A imigração vista de dentro
por Francisco RussoA abertura de Samba empolga: um plano-sequência de alguns minutos que tem início em uma festa animada e, caminhando pelos corredores, chega até uma silenciosa cozinha, onde um homem solitário lava pratos. O contraste entre estes dois mundos deixa bem claro que Samba, na verdade, quer falar sobre este hiato que existe entre eles. O que tal cena não revela, ao menos não de imediato, é que o interesse maior não é abordar as diferenças entre classes sociais, mas sim como a sociedade francesa lida com a imigração. Afinal de contas, este homem que trabalha só na cozinha é Samba, um imigrante do Senegal que, apesar de morar na França há quase 10 anos, permanece ilegal no país. Mas não se engane: a ilegalidade é apenas em relação à ausência de documentos, já que os trabalhos por ele realizados poderiam ser feitos por qualquer pessoa.
Após o sucesso Intocáveis, os diretores Eric Toledano e Olivier Nakache voltam a se reunir com o ator Omar Sy para realizar este drama social que aborda a vida do imigrante já dentro do novo país, tendo que lidar diariamente com o risco de ser pego e, também por isto, sendo explorado pelos patrões por não estar com os documentos em dia. Se por um lado os diretores demonstram que fizeram o dever de casa ao esmiuçar como funciona o serviço francês de atendimento ao imigrante, apresentado de forma realista a partir do início de relacionamento entre Samba e Alice, personagem de Charlotte Gainsbourg, por outro o filme apenas encontra algum brilho quando ressalta o quanto a cultura local do imigrante precisa ser suprimida para que este possa ser aceito pela sociedade do país em questão. Esta negação implícita da diversidade é o ônus pago para que se possa levar uma vida como fantasma, sem despertar a atenção de qualquer autoridade ou até mesmo de cidadãos comuns que, incomodados, possam denunciá-lo. Retrato do mundo atual, onde o diferente nem sempre é bem recebido.
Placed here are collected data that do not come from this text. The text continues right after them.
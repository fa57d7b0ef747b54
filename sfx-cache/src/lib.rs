//! TTL data cache for raw cluster fetch results.
//!
//! Remote calls are expensive and the explorer re-asks for the same
//! collections constantly (every expansion, every refresh). This crate keeps
//! the raw results for a bounded time so repeated asks within the TTL cost
//! nothing.
//!
//! # Keys
//!
//! [`CacheKey`] builds `kind:cluster:parent...` strings. Prefix invalidation
//! scopes eviction to one cluster or one parent subtree without enumerating
//! keys.
//!
//! # Example
//!
//! ```ignore
//! let key = CacheKey::new(EntityKind::Service, "cluster1").with_parent(app_id);
//! let read = cache
//!     .get_or_fetch(&key.to_string(), || source.list_services(app_id))
//!     .await?;
//! if read.was_cache_hit() {
//!     tracing::trace!(staleness = ?read.staleness(), "served services from cache");
//! }
//! ```

pub mod key;
pub mod read;
pub mod stats;
pub mod store;

pub use key::CacheKey;
pub use read::CacheRead;
pub use stats::CacheStats;
pub use store::DataCache;
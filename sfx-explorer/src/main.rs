//! Cluster explorer entry point.

use sfx_core::ExplorerConfig;
use sfx_explorer::app::App;
use tracing_subscriber::EnvFilter;

#[tokio::main]
async fn main() -> color_eyre::Result<()> {
    color_eyre::install()?;
    tracing_subscriber::fmt()
        .with_env_filter(EnvFilter::try_from_default_env().unwrap_or_else(|_| EnvFilter::new("info")))
        .with_writer(std::io::stderr)
        .init();

    let config = ExplorerConfig::load()?;
    tracing::info!(
        cluster = %config.cluster.name,
        endpoint = %config.cluster.endpoint,
        auto_refresh = config.refresh.auto_refresh,
        "starting explorer"
    );

    let app = App::connect(&config)?;
    let mut stdout = std::io::stdout();
    app.run(&mut stdout).await?;
    Ok(())
}
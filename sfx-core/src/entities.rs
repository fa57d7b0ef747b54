//! Cluster entity records
//!
//! Plain data records for everything the explorer displays. Remote payloads
//! are normalized into these types by the data-access layer, so the tree
//! never branches on untyped shape. Optional fields are optional because
//! the cluster omits them for some entity states, not as a convenience.

use crate::health::HealthState;
use serde::{Deserialize, Serialize};
use uuid::Uuid;

/// Discriminates the remote entity collections the explorer fetches.
///
/// The string form is the first segment of every data cache key.
#[derive(Debug, Clone, Copy, PartialEq, Eq, Hash, Serialize, Deserialize)]
pub enum EntityKind {
    ClusterHealth,
    Node,
    Application,
    Service,
    Partition,
    Replica,
}

impl EntityKind {
    pub const ALL: [EntityKind; 6] = [
        EntityKind::ClusterHealth,
        EntityKind::Node,
        EntityKind::Application,
        EntityKind::Service,
        EntityKind::Partition,
        EntityKind::Replica,
    ];

    pub fn as_str(self) -> &'static str {
        match self {
            EntityKind::ClusterHealth => "health",
            EntityKind::Node => "nodes",
            EntityKind::Application => "apps",
            EntityKind::Service => "services",
            EntityKind::Partition => "partitions",
            EntityKind::Replica => "replicas",
        }
    }

    /// Collections nested below this one in the application hierarchy.
    pub fn descendants(self) -> &'static [EntityKind] {
        match self {
            EntityKind::Application => &[
                EntityKind::Service,
                EntityKind::Partition,
                EntityKind::Replica,
            ],
            EntityKind::Service => &[EntityKind::Partition, EntityKind::Replica],
            EntityKind::Partition => &[EntityKind::Replica],
            EntityKind::ClusterHealth | EntityKind::Node | EntityKind::Replica => &[],
        }
    }
}

/// Whether a service keeps replicated state.
#[derive(Debug, Clone, Copy, PartialEq, Eq, Hash, Serialize, Deserialize)]
pub enum ServiceKind {
    Stateful,
    Stateless,
}

/// A machine (or VM) participating in the cluster.
#[derive(Debug, Clone, PartialEq, Eq, Serialize, Deserialize)]
pub struct NodeInfo {
    pub name: String,
    pub id: Option<String>,
    pub node_type: Option<String>,
    pub ip_address_or_fqdn: Option<String>,
    pub upgrade_domain: Option<String>,
    pub fault_domain: Option<String>,
    pub is_seed_node: bool,
    pub node_status: Option<String>,
    pub health_state: HealthState,
}

/// A deployed application instance.
#[derive(Debug, Clone, PartialEq, Eq, Serialize, Deserialize)]
pub struct ApplicationInfo {
    /// Identifier used in REST paths (`fabric:/App` becomes `App`).
    pub id: String,
    /// Full application name, e.g. `fabric:/App`.
    pub name: String,
    pub type_name: String,
    pub type_version: String,
    pub status: Option<String>,
    pub health_state: HealthState,
}

/// A service inside an application.
#[derive(Debug, Clone, PartialEq, Eq, Serialize, Deserialize)]
pub struct ServiceInfo {
    pub id: String,
    pub name: String,
    pub type_name: String,
    pub service_kind: ServiceKind,
    pub manifest_version: Option<String>,
    pub service_status: Option<String>,
    pub health_state: HealthState,
}

/// How a partition divides the service's key space.
#[derive(Debug, Clone, PartialEq, Eq, Serialize, Deserialize)]
pub enum PartitionScheme {
    Singleton,
    Int64Range { low_key: i64, high_key: i64 },
    Named { name: String },
}

/// A partition of a service.
#[derive(Debug, Clone, PartialEq, Eq, Serialize, Deserialize)]
pub struct PartitionInfo {
    pub partition_id: Uuid,
    pub service_kind: ServiceKind,
    pub scheme: PartitionScheme,
    pub partition_status: Option<String>,
    pub health_state: HealthState,
}

impl PartitionInfo {
    /// Short human description of the partition's key range.
    pub fn describe_scheme(&self) -> String {
        match &self.scheme {
            PartitionScheme::Singleton => "Singleton".to_string(),
            PartitionScheme::Int64Range { low_key, high_key } => {
                format!("{low_key}..{high_key}")
            }
            PartitionScheme::Named { name } => name.clone(),
        }
    }
}

/// A replica (stateful) or instance (stateless) of a partition.
#[derive(Debug, Clone, PartialEq, Eq, Serialize, Deserialize)]
pub struct ReplicaInfo {
    /// Replica id for stateful services, instance id for stateless ones.
    pub id: String,
    pub node_name: String,
    pub address: Option<String>,
    /// `Primary`, `ActiveSecondary`, ... Absent for stateless instances.
    pub replica_role: Option<String>,
    pub replica_status: Option<String>,
    pub health_state: HealthState,
}

/// Health of one named entity inside a cluster health snapshot.
#[derive(Debug, Clone, PartialEq, Eq, Serialize, Deserialize)]
pub struct EntityHealthState {
    pub name: String,
    pub health_state: HealthState,
}

/// Coarse, precomputed cluster health.
///
/// Used to color group icons before their members are ever fetched.
#[derive(Debug, Clone, PartialEq, Eq, Default, Serialize, Deserialize)]
pub struct ClusterHealth {
    pub aggregated_health_state: Option<HealthState>,
    pub node_health_states: Vec<EntityHealthState>,
    pub application_health_states: Vec<EntityHealthState>,
}

impl ClusterHealth {
    /// Worst health among all nodes in the snapshot.
    pub fn worst_node_health(&self) -> Option<HealthState> {
        crate::health::worst(self.node_health_states.iter().map(|n| Some(n.health_state)))
    }

    /// Worst health among all applications in the snapshot.
    pub fn worst_application_health(&self) -> Option<HealthState> {
        crate::health::worst(
            self.application_health_states
                .iter()
                .map(|a| Some(a.health_state)),
        )
    }
}
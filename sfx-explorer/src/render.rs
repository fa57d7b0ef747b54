//! Plain-text rendering of the explorer tree.

use std::fmt::Write as _;
use std::sync::Arc;

use futures_util::future::BoxFuture;
use futures_util::FutureExt;
use sfx_tree::{Collapsible, TreeNode, ViewModel};

const INDENT: &str = "  ";

/// Walks the tree from a node, expanding every collapsible node up to
/// `max_depth` levels below it.
///
/// Expansion goes through [`TreeNode::children`], so unloaded nodes fetch
/// on the way down exactly as an interactive renderer would trigger them.
#[derive(Debug, Clone, Copy)]
pub struct TreeRenderer {
    max_depth: usize,
}

impl TreeRenderer {
    pub fn new(max_depth: usize) -> Self {
        Self { max_depth }
    }

    pub fn max_depth(&self) -> usize {
        self.max_depth
    }

    pub async fn render(&self, node: &Arc<TreeNode>) -> String {
        let mut out = String::new();
        self.render_into(node, 0, &mut out).await;
        out
    }

    fn render_into<'a>(
        &'a self,
        node: &'a Arc<TreeNode>,
        depth: usize,
        out: &'a mut String,
    ) -> BoxFuture<'a, ()> {
        async move {
            let children = if depth < self.max_depth && !node.is_leaf() {
                node.children().await
            } else {
                None
            };
            // The view reads the state the expansion above just produced.
            let view = node.view();
            out.push_str(&format_line(&view, depth, children.is_some()));
            out.push('\n');

            for child in children.iter().flatten() {
                self.render_into(child, depth + 1, out).await;
            }
        }
        .boxed()
    }
}

/// One line of output: indentation, expander marker, label, health and
/// description.
pub fn format_line(view: &ViewModel, depth: usize, expanded: bool) -> String {
    let marker = match (view.collapsible, expanded) {
        (Collapsible::None, _) => ' ',
        (Collapsible::Collapsed, true) => '-',
        (Collapsible::Collapsed, false) => '+',
    };
    let mut line = format!("{}{} {}", INDENT.repeat(depth), marker, view.label);
    if let Some(health) = view.health {
        let _ = write!(line, " [{health}]");
    }
    if let Some(description) = view.description.as_deref().filter(|d| !d.is_empty()) {
        let _ = write!(line, " - {description}");
    }
    if view.retryable {
        line.push_str(" (retry available)");
    }
    line
}
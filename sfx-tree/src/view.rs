//! Renderer-facing projection of a node.

use std::fmt;
use std::sync::Arc;

use sfx_core::{worst, HealthState};

use crate::node::{LoadState, Summary, TreeNode};

/// What a node represents in the explorer.
#[derive(Debug, Clone, Copy, PartialEq, Eq, Hash)]
pub enum NodeKind {
    Cluster,
    NodesGroup,
    ApplicationsGroup,
    ClusterNode,
    Application,
    Service,
    Partition,
    Replica,
    Error,
}

impl NodeKind {
    /// Stable lowercase name.
    pub fn as_str(self) -> &'static str {
        match self {
            NodeKind::Cluster => "cluster",
            NodeKind::NodesGroup => "nodes-group",
            NodeKind::ApplicationsGroup => "applications-group",
            NodeKind::ClusterNode => "node",
            NodeKind::Application => "application",
            NodeKind::Service => "service",
            NodeKind::Partition => "partition",
            NodeKind::Replica => "replica",
            NodeKind::Error => "error",
        }
    }
}

impl fmt::Display for NodeKind {
    fn fmt(&self, f: &mut fmt::Formatter<'_>) -> fmt::Result {
        f.write_str(self.as_str())
    }
}

/// Whether the renderer should offer an expander.
#[derive(Debug, Clone, Copy, PartialEq, Eq)]
pub enum Collapsible {
    None,
    Collapsed,
}

/// Display data for one node. Built synchronously from local state only.
#[derive(Debug, Clone, PartialEq, Eq)]
pub struct ViewModel {
    pub id: String,
    pub kind: NodeKind,
    pub label: String,
    pub description: Option<String>,
    pub health: Option<HealthState>,
    pub collapsible: Collapsible,
    pub retryable: bool,
}

impl ViewModel {
    /// Plain, non-collapsible view without health.
    pub fn new(id: impl Into<String>, kind: NodeKind, label: impl Into<String>) -> Self {
        Self {
            id: id.into(),
            kind,
            label: label.into(),
            description: None,
            health: None,
            collapsible: Collapsible::None,
            retryable: false,
        }
    }

    /// Secondary text shown after the label.
    pub fn with_description(mut self, description: impl Into<String>) -> Self {
        self.description = Some(description.into());
        self
    }

    /// Health icon, `None` for no icon.
    pub fn with_health(mut self, health: Option<HealthState>) -> Self {
        self.health = health;
        self
    }

    /// Offer an expander.
    pub fn collapsed(mut self) -> Self {
        self.collapsible = Collapsible::Collapsed;
        self
    }

    /// Mark as an error placeholder the user can retry.
    pub fn retryable(mut self) -> Self {
        self.retryable = true;
        self
    }
}

/// Read-only view of a node's state handed to view functions.
///
/// Borrowed from the node while its state lock is held, so view functions
/// must not call back into the same node.
pub struct NodeSnapshot<'a> {
    pub id: &'a str,
    pub kind: NodeKind,
    pub load: LoadState,
    pub summary: Summary,
    pub children: Option<&'a [Arc<TreeNode>]>,
    pub error: Option<&'a str>,
}

impl NodeSnapshot<'_> {
    /// Worst summary health among loaded children, falling back to the
    /// node's own cached health when no children are held.
    pub fn aggregate_health(&self) -> Option<HealthState> {
        match self.children {
            Some(children) if self.load == LoadState::Loaded && !children.is_empty() => {
                worst(children.iter().map(|child| child.summary().health))
                    .or(self.summary.health)
            }
            _ => self.summary.health,
        }
    }

    /// `"<title> (<count>)"`, or `"<title> (...)"` when no count has ever
    /// been observed.
    pub fn counted_label(&self, title: &str) -> String {
        match self.summary.count {
            Some(count) => format!("{title} ({count})"),
            None => format!("{title} (...)"),
        }
    }
}

#[cfg(test)]
mod tests {
    use super::*;

    fn snapshot(summary: Summary) -> NodeSnapshot<'static> {
        NodeSnapshot {
            id: "c/applications",
            kind: NodeKind::ApplicationsGroup,
            load: LoadState::Unloaded,
            summary,
            children: None,
            error: None,
        }
    }

    #[test]
    fn test_counted_label() {
        let unknown = snapshot(Summary::default());
        assert_eq!(unknown.counted_label("Applications"), "Applications (...)");

        let known = snapshot(Summary {
            count: Some(3),
            health: None,
        });
        assert_eq!(known.counted_label("Applications"), "Applications (3)");
    }

    #[test]
    fn test_aggregate_health_falls_back_to_summary() {
        let snap = snapshot(Summary {
            count: None,
            health: Some(HealthState::Warning),
        });
        assert_eq!(snap.aggregate_health(), Some(HealthState::Warning));
    }

    #[test]
    fn test_view_model_builder() {
        let view = ViewModel::new("c/x/error", NodeKind::Error, "Error: boom").retryable();
        assert!(view.retryable);
        assert_eq!(view.collapsible, Collapsible::None);
        assert_eq!(view.kind.to_string(), "error");
    }
}
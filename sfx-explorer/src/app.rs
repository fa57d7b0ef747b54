//! Event loop: repaint on every refresh notification until interrupted.

use std::future::Future;
use std::io::Write;
use std::sync::Arc;

use sfx_client::RestDataSource;
use sfx_core::{ClusterDataSource, ExplorerConfig};
use sfx_tree::{ExplorerSession, RefreshEvent, SessionSettings};
use tokio::sync::mpsc;

use crate::error::AppError;
use crate::render::TreeRenderer;

pub struct App {
    session: ExplorerSession,
    events: mpsc::Receiver<RefreshEvent>,
    renderer: TreeRenderer,
}

impl App {
    /// Open a session against the configured cluster endpoint.
    pub fn connect(config: &ExplorerConfig) -> Result<Self, AppError> {
        let source: Arc<dyn ClusterDataSource> = Arc::new(RestDataSource::new(&config.cluster)?);
        Self::with_source(config, source)
    }

    pub fn with_source(
        config: &ExplorerConfig,
        source: Arc<dyn ClusterDataSource>,
    ) -> Result<Self, AppError> {
        let (session, events) = ExplorerSession::new(source, SessionSettings::from(config))?;
        if config.refresh.auto_refresh {
            session.start_auto_refresh();
        }
        Ok(Self {
            session,
            events,
            renderer: TreeRenderer::new(config.render.max_depth),
        })
    }

    pub fn session(&self) -> &ExplorerSession {
        &self.session
    }

    /// Paint once, then repaint on each notification until Ctrl-C or until
    /// the scheduler goes away.
    pub async fn run<W: Write>(self, out: &mut W) -> Result<(), AppError> {
        self.run_until(out, tokio::signal::ctrl_c()).await
    }

    /// [`App::run`] with an arbitrary shutdown signal. The signal is also
    /// watched while a repaint waits on fetches.
    pub async fn run_until<W, S>(mut self, out: &mut W, shutdown: S) -> Result<(), AppError>
    where
        W: Write,
        S: Future<Output = std::io::Result<()>>,
    {
        tokio::pin!(shutdown);
        self.session.full_refresh();

        loop {
            let event = tokio::select! {
                event = self.events.recv() => event,
                signal = &mut shutdown => {
                    signal?;
                    tracing::info!("interrupted");
                    break;
                }
            };
            let Some(event) = event else {
                break;
            };
            tokio::select! {
                painted = self.paint(&event, out) => painted?,
                signal = &mut shutdown => {
                    signal?;
                    tracing::info!("interrupted during repaint");
                    break;
                }
            }
        }

        self.session.shutdown();
        Ok(())
    }

    /// Render the part of the tree `event` names.
    pub async fn paint<W: Write>(&self, event: &RefreshEvent, out: &mut W) -> Result<(), AppError> {
        let text = match event {
            RefreshEvent::FullTree => self.renderer.render(self.session.root()).await,
            RefreshEvent::Node(node) => self.renderer.render(node).await,
        };
        tracing::debug!(full_tree = event.is_full_tree(), lines = text.lines().count(), "repaint");
        writeln!(out, "{text}")?;
        out.flush()?;
        Ok(())
    }

    /// Receive the next notification, if the scheduler is still alive.
    pub async fn next_event(&mut self) -> Option<RefreshEvent> {
        self.events.recv().await
    }
}
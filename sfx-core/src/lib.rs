//! Cluster explorer core - records, health and errors
//!
//! Pure data structures shared by every other crate in the workspace:
//! the remote entity records, the health aggregator, the error taxonomy,
//! configuration, and the data-access contract nodes fetch through.

pub mod config;
pub mod entities;
pub mod error;
pub mod health;
pub mod source;

pub use config::{CacheSettings, ClusterConfig, ExplorerConfig, RefreshSettings, RenderSettings};
pub use entities::{
    ApplicationInfo, ClusterHealth, EntityHealthState, EntityKind, NodeInfo, PartitionInfo,
    PartitionScheme, ReplicaInfo, ServiceInfo, ServiceKind,
};
pub use error::{ConfigError, ContextError, ExplorerError, ExplorerResult, FetchError};
pub use health::{worst, HealthState};
pub use source::ClusterDataSource;
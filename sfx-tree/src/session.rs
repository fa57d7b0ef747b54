//! One explorer session: cache, scheduler and root for a single cluster.

use std::sync::Arc;
use std::time::Duration;

use futures_util::FutureExt;
use sfx_cache::DataCache;
use sfx_core::config::DEFAULT_CACHE_TTL_MS;
use sfx_core::{ClusterDataSource, ExplorerConfig, ExplorerResult};
use tokio::sync::mpsc;

use crate::context::TreeContext;
use crate::kinds::{cluster_root, reseed_groups};
use crate::node::TreeNode;
use crate::scheduler::{AutoRefreshCallback, RefreshEvent, RefreshScheduler, SchedulerConfig};

/// Session settings. `Default` matches the stock configuration file.
#[derive(Debug, Clone, PartialEq, Eq)]
pub struct SessionSettings {
    pub cluster: String,
    pub cache_ttl: Duration,
    pub scheduler: SchedulerConfig,
}

impl SessionSettings {
    /// Settings for `cluster` with stock timings.
    pub fn new(cluster: impl Into<String>) -> Self {
        Self {
            cluster: cluster.into(),
            cache_ttl: Duration::from_millis(DEFAULT_CACHE_TTL_MS),
            scheduler: SchedulerConfig::default(),
        }
    }

    /// Override the data cache TTL.
    pub fn with_cache_ttl(mut self, ttl: Duration) -> Self {
        self.cache_ttl = ttl;
        self
    }

    /// Override scheduler timing.
    pub fn with_scheduler(mut self, scheduler: SchedulerConfig) -> Self {
        self.scheduler = scheduler;
        self
    }
}

impl From<&ExplorerConfig> for SessionSettings {
    fn from(config: &ExplorerConfig) -> Self {
        Self {
            cluster: config.cluster.name.clone(),
            cache_ttl: config.cache.ttl(),
            scheduler: SchedulerConfig::from(&config.refresh),
        }
    }
}

/// Owns the data cache, the refresh scheduler and the root node.
///
/// Dropping the session cancels its timers.
pub struct ExplorerSession {
    cluster: String,
    cache: Arc<DataCache>,
    scheduler: RefreshScheduler,
    root: Arc<TreeNode>,
}

impl std::fmt::Debug for ExplorerSession {
    fn fmt(&self, f: &mut std::fmt::Formatter<'_>) -> std::fmt::Result {
        f.debug_struct("ExplorerSession")
            .field("cluster", &self.cluster)
            .field("cache", &self.cache)
            .field("scheduler", &self.scheduler)
            .finish_non_exhaustive()
    }
}

impl ExplorerSession {
    /// Build a session. Must be called from within a Tokio runtime.
    pub fn new(
        source: Arc<dyn ClusterDataSource>,
        settings: SessionSettings,
    ) -> ExplorerResult<(Self, mpsc::Receiver<RefreshEvent>)> {
        let cache = Arc::new(DataCache::new(settings.cache_ttl));
        let (scheduler, events) = RefreshScheduler::new(settings.scheduler);
        let ctx = TreeContext::new(source, Arc::clone(&cache), scheduler.refresh_handle())
            .with_cluster(settings.cluster.as_str());
        let root = cluster_root(&ctx)?;

        tracing::info!(cluster = %settings.cluster, ttl_ms = settings.cache_ttl.as_millis() as u64, "explorer session created");
        let session = Self {
            cluster: settings.cluster,
            cache,
            scheduler,
            root,
        };
        Ok((session, events))
    }

    /// Cluster this session explores.
    pub fn cluster(&self) -> &str {
        &self.cluster
    }

    /// Root node of the tree.
    pub fn root(&self) -> &Arc<TreeNode> {
        &self.root
    }

    /// Data cache shared by every node of the session.
    pub fn cache(&self) -> &Arc<DataCache> {
        &self.cache
    }

    /// Refresh scheduler feeding the renderer.
    pub fn scheduler(&self) -> &RefreshScheduler {
        &self.scheduler
    }

    /// Clear the data cache, invalidate the root and repaint everything.
    pub fn full_refresh(&self) {
        tracing::debug!(cluster = %self.cluster, "full refresh");
        self.cache.clear();
        self.root.invalidate();
        self.scheduler.refresh(None);
    }

    /// Drop `node`'s cached data, invalidate it and repaint it.
    ///
    /// This is what mutation commands call after changing an entity.
    pub fn refresh_node(&self, node: &Arc<TreeNode>) {
        if let Some(key) = node.cache_key() {
            let removed = self.cache.invalidate_subtree(key);
            tracing::debug!(node = %node.id(), removed, "dropped cached data for node");
        }
        node.invalidate();
        self.scheduler.refresh(Some(Arc::clone(node)));
    }

    /// Start the periodic refresh: each tick clears the cache, invalidates
    /// the root and re-seeds unexpanded groups from a fresh health snapshot.
    /// Returns false if already running.
    pub fn start_auto_refresh(&self) -> bool {
        let cache = Arc::clone(&self.cache);
        let root = Arc::clone(&self.root);
        let callback: AutoRefreshCallback = Arc::new(move || {
            let cache = Arc::clone(&cache);
            let root = Arc::clone(&root);
            async move {
                cache.clear();
                root.invalidate();
                reseed_groups(&root).await
            }
            .boxed()
        });
        self.scheduler.start_auto_refresh(callback)
    }

    /// Stop the periodic refresh. Returns whether it was running.
    pub fn stop_auto_refresh(&self) -> bool {
        self.scheduler.stop_auto_refresh()
    }

    /// Cancel timers and release the loaded tree.
    pub fn shutdown(&self) {
        self.scheduler.shutdown();
        self.root.dispose();
        tracing::info!(cluster = %self.cluster, "explorer session shut down");
    }
}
Diante desta realidade, não é de espantar que os diretores tenham optado por uma trilha sonora melancólica na primeira metade do filme. Ou melhor, até a primeira metade. É curioso reparar que, como num surto, Samba muda radicalmente de tom em sua reta final. Mesmo sem jamais deixar de lado o drama social, o filme envereda rumo à comédia romântica tendo como artífice principal o personagem coadjuvante interpretado por Tahar Rahim, um “falso brasileiro” animado e repleto de sacadas espirituosas. É ele o alívio cômico do filme e, por mais que divirta na cena em que dança para um escritório repleto de mulheres em pleno andaime, faz também com que o longa desvirtue um bocado de seu foco original. Também pelo fato de que Tahar tenta agir como cupido, no cada vez mais anunciado romance entre os personagens de Sy e Gainsbourg, a trilha sonora segue o tom da mudança: as canções instrumentais melancólicas cedem espaço para músicas suaves e animadas de Gilberto Gil, Jorge Ben Jor e até mesmo Bob Marley!
Em meio a tamanha disparidade, Samba acaba se tornando um filme menor do que insinuava a princípio. Por mais que seja agradável e traga mensagens de cunho social, a valorização do lado cômico e os clichês inevitáveis que carrega consigo fazem com que o tema central, sobre a imigração, perca relevância. Ainda assim, é importante ressaltar o bom trabalho feito por Omar Sy, especialmente através do olhar tranquilo e até ingênuo, que tão bem caracteriza seu personagem.
Filme visto no Festival Varilux de Cinema Francês, em junho de 2015.